Assignment - Tally up the lines in the material where the word "gets" appears, then give the total and nothing else.

Dataset records -
//! Accessor patterns built from `Property` closures: dependent and
//! calculated values, caching, formatting, bounds, side effects.

use relite::{Event, Property, ReactiveError, ReadonlyProperty};
use std::panic::{AssertUnwindSafe, catch_unwind};
use std::sync::atomic::{AtomicUsize, Ordering};
use std::sync::{Arc, Mutex};

fn shared<T>(value: T) -> Arc<Mutex<T>> {
    Arc::new(Mutex::new(value))
}

/// Property reading and writing a shared cell.
fn backed<T: Clone + Send + 'static>(cell: &Arc<Mutex<T>>) -> Property<T> {
    let read = Arc::clone(cell);
    let write = Arc::clone(cell);
    Property::with_accessors(
        move || read.lock().unwrap().clone(),
        move |v: &mut T| *write.lock().unwrap() = v.clone(),
    )
}

#[derive(Debug, Clone, PartialEq)]
struct Point {
    x: i32,
    y: i32,
}

#[test]
fn struct_and_collection_values() {
    let mut point = Property::new(Point { x: 1, y: 2 });
    point.set(Point { x: 3, y: 4 });
    assert_eq!(point.get().x, 3);
    assert!(point == Point { x: 3, y: 4 });

    let mut list = Property::new(vec![1, 2, 3]);
    let mut next = list.get();
    next.push(4);
    list.set(next);
    assert_eq!(list.get().len(), 4);

    let shared_value = Property::new(Arc::new(100));
    assert_eq!(*shared_value.get(), 100);
}

#[test]
fn dependent_property_writes_back_to_base() {
    let storage = shared(10);
    let base = shared(backed(&storage));

    let read_base = Arc::clone(&base);
    let write_base = Arc::clone(&base);
    let mut derived = Property::with_accessors(
        move || read_base.lock().unwrap().get() * 2,
        move |v: &mut i32| write_base.lock().unwrap().set(*v / 2),
    );

    assert_eq!(derived.get(), 20);
    base.lock().unwrap().set(20);
    assert_eq!(derived.get(), 40);

    derived.set(100);
    assert_eq!(base.lock().unwrap().get(), 50);
    assert_eq!(*storage.lock().unwrap(), 50);
    assert_eq!(derived.get(), 100);
}

#[test]
fn calculated_from_two_properties() {
    let mut width = Property::new(10.0);
    let height = Property::new(5.0);
    assert_eq!(width.get() * height.get(), 50.0);

    width.set(20.0);
    assert_eq!(width.get() * height.get(), 100.0);
}

#[test]
fn readonly_area_tracks_inputs() {
    let width = shared(10.0_f64);
    let height = shared(5.0_f64);
    let (w, h) = (Arc::clone(&width), Arc::clone(&height));
    let area = ReadonlyProperty::new(move || *w.lock().unwrap() * *h.lock().unwrap());

    assert!(area == 50.0);
    *width.lock().unwrap() = 20.0;
    assert_eq!(area.get(), 100.0);
    assert_eq!(area.to_string(), "100");
}

#[test]
fn cached_getter_invalidated_by_setter() {
    struct Cache {
        base: i32,
        cached: Option<i32>,
    }

    let computed = Arc::new(AtomicUsize::new(0));
    let state = shared(Cache {
        base: 10,
        cached: None,
    });
    let read = Arc::clone(&state);
    let write = Arc::clone(&state);
    let count = Arc::clone(&computed);
    let mut squared = Property::with_accessors(
        move || {
            let mut cache = read.lock().unwrap();
            let base = cache.base;
            *cache.cached.get_or_insert_with(|| {
                count.fetch_add(1, Ordering::SeqCst);
                base * base
            })
        },
        move |v: &mut i32| {
            let mut cache = write.lock().unwrap();
            cache.base = *v;
            cache.cached = None;
        },
    );

    assert_eq!(computed.load(Ordering::SeqCst), 0);
    assert_eq!(squared.get(), 100);
    assert_eq!(squared.get(), 100);
    assert_eq!(computed.load(Ordering::SeqCst), 1);

    squared.set(5);
    assert_eq!(squared.get(), 25);
    assert_eq!(computed.load(Ordering::SeqCst), 2);
}

#[test]
fn formatting_setter_capitalizes() {
    let storage = shared(String::new());
    let write = Arc::clone(&storage);
    let read = Arc::clone(&storage);
    let mut title = Property::with_accessors(
        move || read.lock().unwrap().clone(),
        move |v: &mut String| {
            if let Some(first) = v.get_mut(..1) {
                first.make_ascii_uppercase();
            }
            *write.lock().unwrap() = v.clone();
        },
    );

    title.set("hello".to_string());
    assert_eq!(title.get(), "Hello");
    title.set("world".to_string());
    assert_eq!(title.get(), "World");
    title.set(String::new());
    assert_eq!(title.get(), "");
}

#[test]
fn bounded_integer_clamps() {
    let mut level = Property::with_auto_accessors(
        |internal: &mut i32| *internal,
        |incoming, internal| *internal = (*incoming).clamp(0, 100),
    );

    level.set(50);
    assert_eq!(level.get(), 50);
    level.set(150);
    assert_eq!(level.get(), 100);
    level.set(-50);
    assert_eq!(level.get(), 0);
}

#[test]
fn setter_side_effects() {
    let history = shared(Vec::new());
    let sink = Arc::clone(&history);
    let mut logged = Property::with_auto_accessors(
        |internal: &mut i32| *internal,
        move |incoming, internal| {
            sink.lock().unwrap().push(format!("{internal} -> {incoming}"));
            *internal = *incoming;
        },
    );

    logged.set(1);
    logged.set(2);
    assert_eq!(*history.lock().unwrap(), vec!["0 -> 1", "1 -> 2"]);
}

#[test]
fn setter_raises_event_for_other_objects() {
    let changed = Arc::new(Event::<i32>::new());
    let received = shared(Vec::new());
    let sink = Arc::clone(&received);
    let _sub = changed.subscribe(move |v| sink.lock().unwrap().push(*v));

    let event = Arc::clone(&changed);
    let mut temperature = Property::with_auto_accessors(
        |internal: &mut i32| *internal,
        move |incoming, internal| {
            *internal = *incoming;
            event.notify(*incoming);
        },
    );

    temperature.set(21);
    temperature.set(23);
    assert_eq!(*received.lock().unwrap(), vec![21, 23]);
}

#[test]
fn throwing_setter_and_getter() {
    let storage = shared(10);
    let write = Arc::clone(&storage);
    let read = Arc::clone(&storage);
    let mut positive = Property::with_accessors(
        move || *read.lock().unwrap(),
        move |v: &mut i32| {
            assert!(*v > 0, "must be positive");
            *write.lock().unwrap() = *v;
        },
    );

    positive.set(5);
    let failed = catch_unwind(AssertUnwindSafe(|| positive.set(-1)));
    assert!(failed.is_err());
    assert_eq!(positive.get(), 5);

    let broken: Property<i32> = Property::with_accessors(|| panic!("unavailable"), |_| {});
    assert!(catch_unwind(AssertUnwindSafe(|| broken.get())).is_err());
}

#[test]
fn accessor_call_counts() {
    let gets = Arc::new(AtomicUsize::new(0));
    let sets = Arc::new(AtomicUsize::new(0));
    let (g, s) = (Arc::clone(&gets), Arc::clone(&sets));
    let mut tracked = Property::with_accessors(
        move || {
            g.fetch_add(1, Ordering::SeqCst);
            7
        },
        move |_: &mut i32| {
            s.fetch_add(1, Ordering::SeqCst);
        },
    );

    for _ in 0..3 {
        let _ = tracked.get();
    }
    tracked.set(1);
    tracked.set(1);
    assert_eq!(gets.load(Ordering::SeqCst), 3);
    assert_eq!(sets.load(Ordering::SeqCst), 2);
}

#[test]
fn comparisons_and_rendering() {
    let a = Property::new(10);
    let b = Property::new(20);
    assert!(a.get() < b.get());
    assert!(a == 10);
    assert!(b != 10);
    assert_eq!(format!("{a}/{b}"), "10/20");
}

#[test]
fn strings_of_every_shape() {
    let mut text = Property::new(String::new());
    for sample in ["", "line\nbreak", "tab\there \"quoted\"", "héllo 世界 🌍"] {
        text.set(sample.to_string());
        assert_eq!(text.get(), sample);
    }
    let long = "x".repeat(10_000);
    text.set(long.clone());
    assert_eq!(text.get().len(), long.len());
}

#[test]
fn extreme_numeric_values() {
    let mut n = Property::new(0_i64);
    for v in [i64::MIN, -1, 0, i64::MAX] {
        n.set(v);
        assert!(n == v);
    }
}

#[test]
fn unbound_reports_error() {
    let mut nothing = Property::<String>::unbound();
    assert_eq!(nothing.try_get(), Err(ReactiveError::UnboundProperty));
    assert!(nothing.try_set("x".into()).is_err());
    assert!(!nothing.is_bound());
}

Task response - 3